Reproduce exactly, and only, the lines running from the start of the entries below to the line containing "worth acting on".

---------- Supplied information ----------

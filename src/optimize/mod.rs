//! Static optimization analysis.
//!
//! Runs validation first (its suggestions are the baseline), then derives
//! parallelization groups, cache candidates and timeout recommendations
//! from the snapshot.  Everything here is advisory: nothing is executed or
//! measured, the speedup figures are idealized fan-out estimates.

mod analyzer;

pub use analyzer::analyze;

use serde::{Deserialize, Serialize};

use crate::model::WorkflowConfig;
use crate::validation::OptimizationSuggestion;

/// Steps that could run concurrently, with the idealized speedup of doing
/// so (sum of member timeouts over the max).
#[derive(Debug, Clone, PartialEq, Serialize, Deserialize)]
pub struct ParallelGroup {
    pub step_ids: Vec<String>,
    pub estimated_speedup: f64,
}

/// A feature step whose result is worth caching.
#[derive(Debug, Clone, PartialEq, Serialize, Deserialize)]
pub struct CacheCandidate {
    pub step_id: String,
    /// `feature-operation`, the two identifying strings joined with a hyphen.
    pub cache_key: String,
    pub ttl_ms: u64,
}

/// Recommended timeout for one step, derived from its operation and shape.
#[derive(Debug, Clone, PartialEq, Serialize, Deserialize)]
pub struct TimeoutRecommendation {
    pub step_id: String,
    pub recommended_ms: u64,
}

/// The analyzed graph: the unchanged snapshot plus derived structures.
#[derive(Debug, Clone, PartialEq, Serialize, Deserialize)]
pub struct OptimizedWorkflow {
    pub config: WorkflowConfig,
    pub parallel_groups: Vec<ParallelGroup>,
    pub cache_candidates: Vec<CacheCandidate>,
    pub timeout_recommendations: Vec<TimeoutRecommendation>,
    /// Every suggestion the validation pipeline produced.
    pub suggestions: Vec<OptimizationSuggestion>,
    /// High- and medium-impact suggestions, the ones worth acting on
    /// without review.  Low-impact ones are reported only.
    pub applied: Vec<OptimizationSuggestion>,
}
use serde::{Deserialize, Serialize};
use std::collections::HashMap;

use super::step::{flatten, Step};

/// Finished, immutable-once-built workflow descriptor.
///
/// Produced by [`crate::builder::WorkflowBuilder::build`] as a value
/// snapshot; safe to share read-only across threads.  Step insertion order
/// is preserved and used as the tie-break for independent-group discovery.
#[derive(Deserialize, Serialize, Debug, Clone, PartialEq)]
pub struct WorkflowConfig {
    pub id: String,
    pub name: String,
    #[serde(default)]
    pub description: String,
    pub steps: Vec<Step>,
    /// Default step timeout in milliseconds, overridable per step.
    #[serde(default)]
    pub timeout: Option<u64>,
    #[serde(default)]
    pub retry_policy: Option<RetryPolicy>,
    #[serde(default)]
    pub metadata: HashMap<String, String>,
}

impl WorkflowConfig {
    /// Every step at every nesting depth, document order.
    pub fn all_steps(&self) -> Vec<&Step> {
        flatten(&self.steps)
    }

    /// Flat lookup by id across all nesting levels.
    pub fn find_step(&self, id: &str) -> Option<&Step> {
        self.all_steps().into_iter().find(|s| s.id == id)
    }

    /// Timeout that applies to a step: its own override, else the config
    /// default.
    pub fn effective_timeout(&self, step: &Step) -> Option<u64> {
        step.timeout.or(self.timeout)
    }
}

/// Declarative retry policy, passed through to the executor.  Nothing in
/// this crate retries anything.
#[derive(Deserialize, Serialize, Debug, Clone, PartialEq)]
pub struct RetryPolicy {
    #[serde(default)]
    pub max_retries: u32,
    #[serde(default)]
    pub retry_interval_ms: u64,
    #[serde(default = "default_backoff")]
    pub backoff: BackoffStrategy,
}

#[derive(Deserialize, Serialize, Debug, Clone, PartialEq)]
#[serde(rename_all = "snake_case")]
pub enum BackoffStrategy {
    Fixed,
    Exponential,
}

fn default_backoff() -> BackoffStrategy {
    BackoffStrategy::Fixed
}
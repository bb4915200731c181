//! Advisory rules: timeout sanity and parallelization opportunities.

use crate::graph::DependencyGraph;
use crate::model::WorkflowConfig;

use super::types::{Category, Findings, Impact, Severity};

/// Effective timeouts above this are flagged as a risk.
pub const LONG_TIMEOUT_MS: u64 = 300_000;

pub fn validate(config: &WorkflowConfig) -> Findings {
    let mut findings = Findings::default();
    timeout_sanity(config, &mut findings);
    parallelization(config, &mut findings);
    findings
}

fn timeout_sanity(config: &WorkflowConfig, findings: &mut Findings) {
    for step in config.all_steps() {
        match config.effective_timeout(step) {
            Some(timeout) if timeout > LONG_TIMEOUT_MS => {
                findings.warn(
                    "W201",
                    format!(
                        "Step '{}' has a very long timeout ({} ms)",
                        step.id, timeout
                    ),
                    Some(step.id.clone()),
                    Severity::Medium,
                );
            }
            _ => {}
        }

        if step.timeout.is_none() {
            findings.suggest(
                format!("Step '{}' has no explicit timeout", step.id),
                Impact::Low,
                Category::Reliability,
                Some(format!("Set a timeout for step '{}'", step.id)),
            );
        }
    }
}

fn parallelization(config: &WorkflowConfig, findings: &mut Findings) {
    let graph = DependencyGraph::new(config);
    for group in graph.independent_groups() {
        if group.len() < 2 {
            continue;
        }
        let ids: Vec<&str> = group.iter().map(|s| s.id.as_str()).collect();
        findings.suggest(
            format!("{} independent steps could run concurrently", group.len()),
            Impact::High,
            Category::Performance,
            Some(format!(
                "Group steps {} under a parallel step",
                ids.join(", ")
            )),
        );
    }
}
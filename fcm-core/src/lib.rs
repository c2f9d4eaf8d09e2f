//! Finite-context (Markov) model of text over a 27-symbol alphabet.
//!
//! This crate provides:
//! - Training of an order-`k` model from any character or byte stream
//! - Context statistics, smoothed conditional probabilities and an
//!   entropy estimate of the source
//! - Random text generation with the same local statistics
//! - Saving and loading of the raw occurrence table
//!
//! Derived tables are always rebuilt from the raw table, and only when the
//! caller asks for it (see [`Fcm`]).

/// Model components and the `Fcm` model object.
pub mod model;

/// Run parameters.
pub mod config;

/// Error type shared by the whole crate.
pub mod error;

/// Model file persistence.
pub mod store;

/// File helpers.
///
/// Not exposed
pub(crate) mod io;

pub use config::{FcmConfig, UnknownContextPolicy};
pub use error::{FcmError, Result};
pub use model::fcm::Fcm;
pub use model::generator::GenerationEnd;
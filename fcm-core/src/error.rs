use std::io;

/// Errors reported by the finite-context model.
///
/// Nothing in this crate aborts the process: every failure is handed back
/// to the caller, which decides whether it is fatal.
#[derive(Debug, thiserror::Error)]
pub enum FcmError {
	/// Character outside `a..=z` and space (after case folding).
	#[error("'{0}' is not part of the alphabet")]
	NotInAlphabet(char),

	/// A corpus or model stream could not be opened, read or written.
	#[error("stream unavailable: {0}")]
	StreamUnavailable(#[from] io::Error),

	/// A model could not be encoded or decoded.
	#[error("serialization error: {0}")]
	Serialization(#[from] postcard::Error),

	/// No row exists for the requested context.
	#[error("unknown context '{0}'")]
	UnknownContext(String),

	/// Context order outside `1..=MAX_ORDER`, or a key outside the key
	/// space of the order.
	#[error("order must be between 1 and {max}, got {0}", max = crate::model::context_key::MAX_ORDER)]
	InvalidOrder(usize),

	/// Smoothing constant that is negative, NaN or infinite.
	#[error("alpha must be a finite value >= 0, got {0}")]
	InvalidAlpha(f64),

	/// Two tables of different orders were combined.
	#[error("order mismatch: expected {expected}, found {found}")]
	OrderMismatch { expected: usize, found: usize },

	/// Model file written with another `store::FORMAT_VERSION`.
	#[error("incompatible model format version {0}")]
	IncompatibleFormat(u16),

	/// Model file that decodes but breaks a table invariant.
	#[error("corrupt model: {0}")]
	CorruptModel(String),

	/// Adding counts would exceed `u64::MAX`.
	#[error("occurrence counts overflow")]
	CountOverflow,

	/// Context string whose length differs from the model order.
	#[error("context must have {expected} symbols, got {found}")]
	ContextLength { expected: usize, found: usize },

	/// `compute_statistics` has not run since the last change.
	#[error("context statistics have not been computed")]
	StatisticsNotComputed,

	/// `compute_probabilities` has not run since the last change.
	#[error("conditional probabilities have not been computed")]
	ProbabilitiesNotComputed,

	/// Generation needs at least one known context.
	#[error("the model has no contexts")]
	EmptyModel,

	/// A probability row is not a usable distribution.
	#[error("cannot sample from context: {0}")]
	Sampling(String),
}

/// Shorthand used across the crate.
pub type Result<T> = std::result::Result<T, FcmError>;
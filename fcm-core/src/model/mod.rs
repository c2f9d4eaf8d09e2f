//! Finite-context model components, leaf first:
//! - Alphabet and context-key codecs (`Symbol`, `ContextKey`)
//! - The sliding window used while reading text
//! - The raw occurrence table and its training pass
//! - Derived tables (`ContextStatistics`, `ProbabilityTable`)
//! - Entropy estimation and text generation
//! - `Fcm`, which owns all of the above

/// The 27-symbol alphabet (`a..=z` and space).
pub mod alphabet;

/// Base-27 encoding of fixed-length contexts into integer keys.
pub mod context_key;

/// Fixed-capacity FIFO of the most recent symbols.
pub mod window;

/// Context → symbol counts, built by one pass over the text.
pub mod occurrence;

/// Per-context totals and smoothed context probabilities.
pub mod statistics;

/// Smoothed conditional probabilities and the most frequent context.
pub mod probability;

/// Conditional entropy estimate.
pub mod entropy;

/// Random walk over the probability table.
pub mod generator;

/// The model object tying the tables together.
pub mod fcm;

----------

[Written solution]
filename src/optimize/mod.rs
//! Static optimization analysis.
//!
//! Runs validation first (its suggestions are the baseline), then derives
//! parallelization groups, cache candidates and timeout recommendations
//! from the snapshot.  Everything here is advisory: nothing is executed or
//! measured, the speedup figures are idealized fan-out estimates.

mod analyzer;

pub use analyzer::analyze;

use serde::{Deserialize, Serialize};

use crate::model::WorkflowConfig;
use crate::validation::OptimizationSuggestion;

/// Steps that could run concurrently, with the idealized speedup of doing
/// so (sum of member timeouts over the max).
#[derive(Debug, Clone, PartialEq, Serialize, Deserialize)]
pub struct ParallelGroup {
    pub step_ids: Vec<String>,
    pub estimated_speedup: f64,
}

/// A feature step whose result is worth caching.
#[derive(Debug, Clone, PartialEq, Serialize, Deserialize)]
pub struct CacheCandidate {
    pub step_id: String,
    /// `feature-operation`, the two identifying strings joined with a hyphen.
    pub cache_key: String,
    pub ttl_ms: u64,
}

/// Recommended timeout for one step, derived from its operation and shape.
#[derive(Debug, Clone, PartialEq, Serialize, Deserialize)]
pub struct TimeoutRecommendation {
    pub step_id: String,
    pub recommended_ms: u64,
}

/// The analyzed graph: the unchanged snapshot plus derived structures.
#[derive(Debug, Clone, PartialEq, Serialize, Deserialize)]
pub struct OptimizedWorkflow {
    pub config: WorkflowConfig,
    pub parallel_groups: Vec<ParallelGroup>,
    pub cache_candidates: Vec<CacheCandidate>,
    pub timeout_recommendations: Vec<TimeoutRecommendation>,
    /// Every suggestion the validation pipeline produced.
    pub suggestions: Vec<OptimizationSuggestion>,
    /// High- and medium-impact suggestions, the ones worth acting on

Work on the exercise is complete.